Long-term balanced fertilization increases the soil microbial functional diversity in a phosphorus-limited paddy soil.

Author information

1
Key Lab of Urban Environment and Health, Institute of Urban Environment, Chinese Academy of Sciences, Xiamen, 361021, China.

Abstract

The influence of long-term chemical fertilization on soil microbial communities has been one of the frontier topics of agricultural and environmental sciences and is critical for linking soil microbial flora with soil functions. In this study, 16S rRNA gene pyrosequencing and a functional gene array, geochip 4.0, were used to investigate the shifts in microbial composition and functional gene structure in paddy soils with different fertilization treatments over a 22-year period. These included a control without fertilizers; chemical nitrogen fertilizer (N); N and phosphate (NP); N and potassium (NK); and N, P and K (NPK). Based on 16S rRNA gene data, both species evenness and key genera were affected by P fertilization. Functional gene array-based analysis revealed that long-term fertilization significantly changed the overall microbial functional structures. Chemical fertilization significantly increased the diversity and abundance of most genes involved in C, N, P and S cycling, especially for the treatments NK and NPK. Significant correlations were found among functional gene structure and abundance, related soil enzymatic activities and rice yield, suggesting that a fertilizer-induced shift in the microbial community may accelerate the nutrient turnover in soil, which in turn influenced rice growth.
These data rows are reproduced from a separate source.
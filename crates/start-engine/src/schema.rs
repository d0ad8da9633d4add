//! Schema: node and mark types governing valid document shape.
//!
//! A [`Schema`] is built once from a [`SchemaSpec`] whose node and mark
//! maps are already in their final order. That order matters:
//!
//! - markup parse rules are tried in schema order (marks before nodes),
//!   first match wins;
//! - when content must be created or wrapped, the first type (in schema
//!   order) that fits is chosen.

use std::fmt;
use std::rc::Rc;

use serde_json::Value;

use crate::model::{Attrs, Mark, Node};
use crate::ordered_map::OrderedMap;
use crate::selector::{self, Selectable};
use crate::{EngineError, EngineResult};

/// Declaration of a single attribute.
#[derive(Debug, Clone, Default, PartialEq)]
pub struct AttrSpec {
    /// Value used when none is given. `None` makes the attribute required.
    pub default: Option<Value>,
}

impl AttrSpec {
    pub fn required() -> Self {
        Self { default: None }
    }

    pub fn with_default(value: impl Into<Value>) -> Self {
        Self {
            default: Some(value.into()),
        }
    }
}

/// A parsed markup element as seen by parse rules.
#[derive(Debug, Clone, PartialEq)]
pub struct MarkupElement {
    tag: String,
    attrs: Vec<(String, String)>,
}

impl MarkupElement {
    pub fn new(tag: impl Into<String>, attrs: Vec<(String, String)>) -> Self {
        Self {
            tag: tag.into().to_ascii_lowercase(),
            attrs,
        }
    }

    pub fn tag(&self) -> &str {
        &self.tag
    }

    pub fn attr(&self, name: &str) -> Option<&str> {
        self.attrs
            .iter()
            .find(|(k, _)| k == name)
            .map(|(_, v)| v.as_str())
    }

    /// The raw inline `style` attribute (empty when absent).
    pub fn style(&self) -> &str {
        self.attr("style").unwrap_or("")
    }

    /// Value of a single CSS property from the inline style.
    pub fn style_property(&self, name: &str) -> Option<String> {
        self.style().split(';').find_map(|decl| {
            let (key, value) = decl.split_once(':')?;
            (key.trim().eq_ignore_ascii_case(name)).then(|| value.trim().to_string())
        })
    }

    pub fn matches(&self, selector: &str) -> bool {
        selector::matches(selector, self)
    }
}

impl Selectable for MarkupElement {
    fn tag_name(&self) -> String {
        self.tag.clone()
    }

    fn attribute_value(&self, name: &str) -> Option<String> {
        self.attr(name).map(str::to_string)
    }
}

/// Computes attributes from a matched element. Returning `None` rejects the
/// match so later rules get a chance.
pub type GetAttrs = Rc<dyn Fn(&MarkupElement) -> Option<Attrs>>;

/// Describes how a markup element maps to a node or mark.
#[derive(Clone)]
pub struct ParseRule {
    pub tag: String,
    pub get_attrs: Option<GetAttrs>,
}

impl ParseRule {
    /// A rule matching `selector` with no attributes.
    pub fn tag(selector: impl Into<String>) -> Self {
        Self {
            tag: selector.into(),
            get_attrs: None,
        }
    }

    /// Sets the attribute computation.
    pub fn attrs(mut self, f: impl Fn(&MarkupElement) -> Option<Attrs> + 'static) -> Self {
        self.get_attrs = Some(Rc::new(f));
        self
    }

    /// Returns the attributes if `el` matches this rule.
    pub fn matches(&self, el: &MarkupElement) -> Option<Attrs> {
        if !el.matches(&self.tag) {
            return None;
        }
        match &self.get_attrs {
            Some(f) => f(el),
            None => Some(Attrs::new()),
        }
    }
}

impl fmt::Debug for ParseRule {
    fn fmt(&self, f: &mut fmt::Formatter<'_>) -> fmt::Result {
        f.debug_struct("ParseRule")
            .field("tag", &self.tag)
            .field("get_attrs", &self.get_attrs.is_some())
            .finish()
    }
}

/// Markup produced for a node or mark.
#[derive(Debug, Clone, PartialEq)]
pub struct DomOutput {
    pub tag: String,
    pub attrs: Vec<(String, String)>,
    /// Whether children are rendered inside the element.
    pub hole: bool,
}

impl DomOutput {
    /// An element that wraps its content.
    pub fn new(tag: impl Into<String>) -> Self {
        Self {
            tag: tag.into(),
            attrs: Vec::new(),
            hole: true,
        }
    }

    /// An element without content (`<br>`, `<img>`).
    pub fn leaf(tag: impl Into<String>) -> Self {
        Self {
            hole: false,
            ..Self::new(tag)
        }
    }

    pub fn attr(mut self, name: impl Into<String>, value: impl Into<String>) -> Self {
        self.attrs.push((name.into(), value.into()));
        self
    }
}

pub type NodeToDom = Rc<dyn Fn(&Node) -> DomOutput>;
pub type MarkToDom = Rc<dyn Fn(&Mark) -> DomOutput>;

/// Schema fragment for a node type.
#[derive(Clone, Default)]
pub struct NodeSpec {
    pub content: Option<String>,
    pub group: Option<String>,
    pub inline: bool,
    pub atom: bool,
    pub selectable: Option<bool>,
    pub attrs: OrderedMap<AttrSpec>,
    pub parse_dom: Vec<ParseRule>,
    pub to_dom: Option<NodeToDom>,
}

impl NodeSpec {
    pub fn new() -> Self {
        Self::default()
    }

    pub fn content(mut self, expr: impl Into<String>) -> Self {
        self.content = Some(expr.into());
        self
    }

    pub fn group(mut self, group: impl Into<String>) -> Self {
        self.group = Some(group.into());
        self
    }

    pub fn inline(mut self) -> Self {
        self.inline = true;
        self
    }

    pub fn atom(mut self) -> Self {
        self.atom = true;
        self
    }

    pub fn selectable(mut self, selectable: bool) -> Self {
        self.selectable = Some(selectable);
        self
    }

    pub fn attr(mut self, name: impl Into<String>, spec: AttrSpec) -> Self {
        self.attrs.insert(name, spec);
        self
    }

    pub fn parse(mut self, rule: ParseRule) -> Self {
        self.parse_dom.push(rule);
        self
    }

    pub fn to_dom(mut self, f: impl Fn(&Node) -> DomOutput + 'static) -> Self {
        self.to_dom = Some(Rc::new(f));
        self
    }
}

impl fmt::Debug for NodeSpec {
    fn fmt(&self, f: &mut fmt::Formatter<'_>) -> fmt::Result {
        f.debug_struct("NodeSpec")
            .field("content", &self.content)
            .field("group", &self.group)
            .field("inline", &self.inline)
            .field("attrs", &self.attrs.keys().collect::<Vec<_>>())
            .field("parse_dom", &self.parse_dom)
            .finish_non_exhaustive()
    }
}

/// Schema fragment for a mark type.
#[derive(Clone, Default)]
pub struct MarkSpec {
    pub attrs: OrderedMap<AttrSpec>,
    pub parse_dom: Vec<ParseRule>,
    pub to_dom: Option<MarkToDom>,
    /// Whether typing at the end of the mark extends it. Defaults to true.
    pub inclusive: Option<bool>,
}

impl MarkSpec {
    pub fn new() -> Self {
        Self::default()
    }

    pub fn attr(mut self, name: impl Into<String>, spec: AttrSpec) -> Self {
        self.attrs.insert(name, spec);
        self
    }

    pub fn parse(mut self, rule: ParseRule) -> Self {
        self.parse_dom.push(rule);
        self
    }

    pub fn to_dom(mut self, f: impl Fn(&Mark) -> DomOutput + 'static) -> Self {
        self.to_dom = Some(Rc::new(f));
        self
    }

    pub fn inclusive(mut self, inclusive: bool) -> Self {
        self.inclusive = Some(inclusive);
        self
    }
}

impl fmt::Debug for MarkSpec {
    fn fmt(&self, f: &mut fmt::Formatter<'_>) -> fmt::Result {
        f.debug_struct("MarkSpec")
            .field("attrs", &self.attrs.keys().collect::<Vec<_>>())
            .field("parse_dom", &self.parse_dom)
            .finish_non_exhaustive()
    }
}

// ==================== Content expressions ====================

#[derive(Debug, Clone, PartialEq)]
struct ContentTerm {
    alternatives: Vec<String>,
    min: usize,
    max: Option<usize>,
}

impl ContentTerm {
    fn allows(&self, ty: &NodeType) -> bool {
        self.alternatives.iter().any(|alt| ty.is_in(alt))
    }
}

/// A parsed content expression such as `block+`, `text*` or
/// `heading (paragraph | blockquote)*`.
#[derive(Debug, Clone, Default, PartialEq)]
pub struct ContentExpr {
    terms: Vec<ContentTerm>,
}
The effect of N fertilization on soil microbial functional genes was mitigated by the addition of P fertilizer in this P-limited paddy soil, suggesting that balanced chemical fertilization is beneficial to the soil microbial community and its functions.

KEYWORDS:

16S rRNA gene pyrosequencing; chemical fertilizer; geochip; long-term fertilization; soil microbial community

PMID:
25410123
DOI:
10.1111/mec.13010
[Indexed for MEDLINE]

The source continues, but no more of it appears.